Brexit may not be aging well in the UK, but there are a few things that the British are doing right, and that’s in the name of crypto regulation. The United Kingdom and His Majesty’s Treasury released their official guidelines for the registration and ultimate function of the crypto economy in the British Isles.
The new UK rules will impact UK-based businesses as well as crypto businesses located outside the UK. Businesses in the UK will need to obtain authorization from the Financial Conduct Authority (“FCA”) when the new rules come into force. They must enhance their systems, controls, and governance arrangements to meet the new increased regulatory standards.
US and other non-UK businesses will need to comply with the new requirements in order to access the UK market. The UK presently takes a benign approach to cross-border business in the UK. This will start to change in 2023 with the introduction of the new UK marketing rules (for financial promotions) and, subsequently, with the new authorization requirements.
How Will Regulation Affect Crypto Marketing?
The UK Government has stated that it will bring crypto marketing activities within the regulatory net under the existing financial promotions framework. This framework is set out under section 21 of the Financial Services and Markets Act 2000 (“FSMA”), which imposes restrictions on the issue of an invitation or an inducement to engage in investment activity.
This regime will be applied to promotions relating to a “qualifying crypto asset.” This means that only an FCA-authorized firm would be able to issue or approve crypto advertisements or other marketing.
These proposals have caused considerable disquiet in the crypto sector (as you can imagine). Cryptoasset businesses registered with the FCA under the UK Money Laundering Regulations are not authorized persons under FSMA and, therefore, under the original Government proposals, would not have been able to issue their own marketing communications.

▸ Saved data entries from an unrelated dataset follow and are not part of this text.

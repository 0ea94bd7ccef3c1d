//! Value-for-Money Assessment
//!
//! Maps a regressor score and the request that produced it to a price
//! tier, a short rationale and, for overpriced vehicles, a suggested price
//! band.

use crate::format::{group_thousands, join_reasons, py_float, rupee_range};
use crate::selection::{ReasonSelector, MAX_REASONS};
use feature_engine::ValueInput;
use serde::{Deserialize, Serialize};
use std::fmt;
use tracing::debug;

const NEGOTIATE: &str = "Consider negotiation or look for better deals.";

/// Price tier
#[derive(Debug, Clone, Copy, PartialEq, Eq, Serialize, Deserialize)]
pub enum ValueTier {
    #[serde(rename = "Excellent Price")]
    Excellent,
    #[serde(rename = "Fair Price")]
    Fair,
    #[serde(rename = "Overpriced")]
    Overpriced,
}

impl ValueTier {
    /// Tier for a score alone
    pub fn from_score(score: f64) -> Self {
        if score > 1.0 {
            Self::Excellent
        } else if score >= 0.9 {
            Self::Fair
        } else {
            Self::Overpriced
        }
    }

    pub fn as_str(&self) -> &'static str {
        match self {
            Self::Excellent => "Excellent Price",
            Self::Fair => "Fair Price",
            Self::Overpriced => "Overpriced",
        }
    }
}

impl fmt::Display for ValueTier {
    fn fmt(&self, f: &mut fmt::Formatter<'_>) -> fmt::Result {
        f.write_str(self.as_str())
    }
}

/// Outcome of a value analysis
#[derive(Debug, Clone, PartialEq, Serialize, Deserialize)]
pub struct ValueAssessment {
    pub score: f64,
    pub recommendation: ValueTier,
    pub insights: Vec<String>,
    pub fair_price_range: Option<String>,
}

/// Classify a scored request and explain the result.
///
/// An asking price above the purchase price is always overpriced,
/// whatever the score.
pub fn analyze(score: f64, input: &ValueInput, selector: &mut dyn ReasonSelector) -> ValueAssessment {
    if input.resale_value > input.purchase_price {
        debug!(
            score,
            resale_value = input.resale_value,
            purchase_price = input.purchase_price,
            "Resale value above purchase price"
        );
        return ValueAssessment {
            score,
            recommendation: ValueTier::Overpriced,
            insights: vec![
                "⚠️ The resale value exceeds the purchase price, indicating the vehicle is overpriced."
                    .to_string(),
                NEGOTIATE.to_string(),
            ],
            fair_price_range: Some(rupee_range(
                input.purchase_price * 0.50,
                input.purchase_price * 0.70,
            )),
        };
    }

    let tier = ValueTier::from_score(score);
    let mut insights = Vec::with_capacity(2);
    let mut fair_price_range = None;

    match tier {
        ValueTier::Excellent => {
            let reasons = excellent_reasons(input);
            if reasons.is_empty() {
                insights.push(
                    "✅ The vehicle is priced significantly below market value, offering a great deal."
                        .to_string(),
                );
            } else {
                let chosen = selector.select(reasons, MAX_REASONS);
                insights.push(format!(
                    "✅ The vehicle delivers exceptional value with {}.",
                    join_reasons(&chosen)
                ));
            }
        }
        ValueTier::Fair => {
            let chosen = selector.select(fair_reasons(input), MAX_REASONS);
            insights.push(format!(
                "👍 The pricing is reasonable considering {}.",
                join_reasons(&chosen)
            ));
        }
        ValueTier::Overpriced => {
            let chosen = selector.select(overpriced_reasons(input), MAX_REASONS);
            insights.push(format!(
                "The vehicle appears overpriced mainly due to {}.",
                join_reasons(&chosen)
            ));
            fair_price_range = Some(rupee_range(
                input.resale_value * 0.60,
                input.resale_value * 0.80,
            ));
            insights.push(NEGOTIATE.to_string());
        }
    }

    debug!(score, tier = tier.as_str(), "Value assessed");

    ValueAssessment {
        score,
        recommendation: tier,
        insights,
        fair_price_range,
    }
}

fn excellent_reasons(input: &ValueInput) -> Vec<String> {
    let mut reasons = Vec::new();
    if input.battery_health_pct >= 90.0 {
        reasons.push(format!("battery health at {}%", py_float(input.battery_health_pct)));
    }
    if input.warranty_remaining_years >= 5.0 {
        reasons.push(format!(
            "{} years warranty remaining",
            input.warranty_remaining_years as i64
        ));
    }
    if input.odometer_km < 40_000.0 {
        reasons.push(format!(
            "only {} km driven",
            group_thousands(input.odometer_km as i64)
        ));
    }
    if input.vehicle_age() <= 2 {
        reasons.push(format!("a relatively new {} model", input.purchase_year));
    }
    reasons
}

fn fair_reasons(input: &ValueInput) -> Vec<String> {
    vec![
        format!("battery health at {}%", py_float(input.battery_health_pct)),
        format!("{} km usage", group_thousands(input.odometer_km as i64)),
        format!("{} years warranty left", input.warranty_remaining_years as i64),
        format!("{} years vehicle age", input.vehicle_age()),
    ]
}

fn overpriced_reasons(input: &ValueInput) -> Vec<String> {
    let mut reasons = Vec::new();
    if input.battery_health_pct < 80.0 {
        reasons.push("battery wear over time".to_string());
    }
    if input.odometer_km > 80_000.0 {
        reasons.push("higher accumulated mileage".to_string());
    }
    if input.warranty_remaining_years <= 1.0 {
        reasons.push("limited remaining warranty".to_string());
    }
    if input.vehicle_age() >= 6 {
        reasons.push("age-related depreciation".to_string());
    }
    if reasons.is_empty() {
        reasons.push("overall market depreciation factors".to_string());
    }
    reasons
}

#[cfg(test)]
mod tests {
    use super::*;
    use crate::selection::{FirstNSelector, RandomSelector};
    use proptest::prelude::*;

    fn input() -> ValueInput {
        ValueInput {
            brand: "Tesla".into(),
            model: "Model 3".into(),
            battery_health_pct: 98.0,
            odometer_km: 25_000.0,
            warranty_remaining_years: 6.0,
            purchase_year: 2024,
            current_year: 2025,
            purchase_price: 45.0,
            resale_value: 38.0,
            ..Default::default()
        }
    }

    #[test]
    fn test_tier_thresholds() {
        assert_eq!(ValueTier::from_score(1.01), ValueTier::Excellent);
        assert_eq!(ValueTier::from_score(1.0), ValueTier::Fair);
        assert_eq!(ValueTier::from_score(0.9), ValueTier::Fair);
        assert_eq!(ValueTier::from_score(0.89), ValueTier::Overpriced);
    }

    #[test]
    fn test_excellent_with_reasons() {
        let result = analyze(1.2, &input(), &mut FirstNSelector);
        assert_eq!(result.recommendation, ValueTier::Excellent);
        assert_eq!(
            result.insights,
            vec![
                "✅ The vehicle delivers exceptional value with battery health at 98.0%, 6 years warranty remaining and only 25,000 km driven."
            ]
        );
        assert_eq!(result.fair_price_range, None);
    }

    #[test]
    fn test_excellent_without_reasons() {
        let input = ValueInput {
            battery_health_pct: 70.0,
            odometer_km: 90_000.0,
            warranty_remaining_years: 0.0,
            purchase_year: 2015,
            ..input()
        };
        let result = analyze(1.5, &input, &mut FirstNSelector);
        assert_eq!(
            result.insights,
            vec!["✅ The vehicle is priced significantly below market value, offering a great deal."]
        );
    }

    #[test]
    fn test_fair_random_membership() {
        let expected = fair_reasons(&input());
        assert_eq!(
            expected,
            vec![
                "battery health at 98.0%",
                "25,000 km usage",
                "6 years warranty left",
                "1 years vehicle age"
            ]
        );

        let mut selector = RandomSelector::from_entropy();
        for _ in 0..20 {
            let result = analyze(0.95, &input(), &mut selector);
            assert_eq!(result.recommendation, ValueTier::Fair);
            assert_eq!(result.insights.len(), 1);

            let text = &result.insights[0];
            let body = text
                .strip_prefix("👍 The pricing is reasonable considering ")
                .and_then(|t| t.strip_suffix('.'))
                .unwrap();
            let quoted = expected.iter().filter(|r| body.contains(r.as_str())).count();
            assert_eq!(quoted, 3);
        }
    }

    #[test]
    fn test_overpriced_by_score() {
        let input = ValueInput {
            battery_health_pct: 75.0,
            odometer_km: 85_000.0,
            resale_value: 10.0,
            ..input()
        };
        let result = analyze(0.5, &input, &mut FirstNSelector);
        assert_eq!(result.recommendation, ValueTier::Overpriced);
        assert_eq!(
            result.insights,
            vec![
                "The vehicle appears overpriced mainly due to battery wear over time and higher accumulated mileage.",
                NEGOTIATE
            ]
        );
        assert_eq!(result.fair_price_range.as_deref(), Some("₹6 - ₹8"));
    }

    #[test]
    fn test_overpriced_fallback_reason() {
        let result = analyze(0.5, &input(), &mut FirstNSelector);
        assert_eq!(
            result.insights[0],
            "The vehicle appears overpriced mainly due to overall market depreciation factors."
        );
    }

    #[test]
    fn test_resale_above_purchase_overrides_score() {
        let input = ValueInput {
            purchase_price: 1_000_000.0,
            resale_value: 1_200_000.0,
            ..input()
        };
        let result = analyze(1.4, &input, &mut FirstNSelector);
        assert_eq!(result.recommendation, ValueTier::Overpriced);
        assert_eq!(result.score, 1.4);
        assert_eq!(
            result.fair_price_range.as_deref(),
            Some("₹500,000 - ₹700,000")
        );
        assert_eq!(
            result.insights,
            vec![
                "⚠️ The resale value exceeds the purchase price, indicating the vehicle is overpriced.",
                NEGOTIATE
            ]
        );
    }

    #[test]
    fn test_tier_serializes_as_label() {
        assert_eq!(
            serde_json::to_string(&ValueTier::Excellent).unwrap(),
            "\"Excellent Price\""
        );
    }

    proptest! {
        #[test]
        fn prop_override_always_overpriced(score in -5.0f64..5.0, purchase in 0.0f64..100.0, extra in 0.01f64..50.0) {
            let input = ValueInput {
                purchase_price: purchase,
                resale_value: purchase + extra,
                ..input()
            };
            let result = analyze(score, &input, &mut FirstNSelector);
            prop_assert_eq!(result.recommendation, ValueTier::Overpriced);
            prop_assert!(result.fair_price_range.is_some());
        }

        #[test]
        fn prop_at_most_three_reasons(score in 0.0f64..2.0, health in 0.0f64..100.0, odo in 0.0f64..200_000.0) {
            let input = ValueInput {
                battery_health_pct: health,
                odometer_km: odo,
                ..input()
            };
            let result = analyze(score, &input, &mut RandomSelector::seeded(1));
            let sentence = &result.insights[0];
            prop_assert!(sentence.matches(" and ").count() <= 1);
            prop_assert!(sentence.matches(", ").count() <= 2);
        }
    }
}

A registered UK crypto business would therefore have needed to involve an FCA-authorised firm in approving its marketing materials. This could include its website, all communications with customers, and advertising. Given that only a few authorized firms would have the expertise or risk appetite to perform this role, there were industry-wide concerns that crypto businesses would effectively be precluded from engaging in any promotional activities.
Guess who listened and decided to implement changes to these original proposals (hint: the government).
3 Phases of Crypto Regulation in the UK
The UK Government will introduce crypto regulations in distinct phases. These are:
- Phase 1 to cover fiat-backed stablecoins;
- Phase 2 to cover activities relating to other categories of crypto assets; and
- Phase 3 covers certain residual activities.
The new regime will apply to crypto asset activities provided in or to the UK. This means that offshore exchanges and other businesses targeting UK clients could become subject to a UK authorization requirement. They will also need to comply with the new financial promotion rules mentioned above.
For crypto-asset issuance and disclosures, the Government proposes to follow a similar approach. A crypto-asset is admitted to trading on a regulated crypto-asset trading venue or is subject to a public offer.
The UK Treasury states that it does not intend to directly regulate the “creation” of unbacked crypto assets under financial services regulation.
Will the US and Other Countries Follow Suit?
What do you guys think? Are these guidelines something we could recreate in the United States? Is there hope for the SEC to gain inspiration from our cousins across the Atlantic?
If we have learned anything from history, we might be a few steps behind the UK.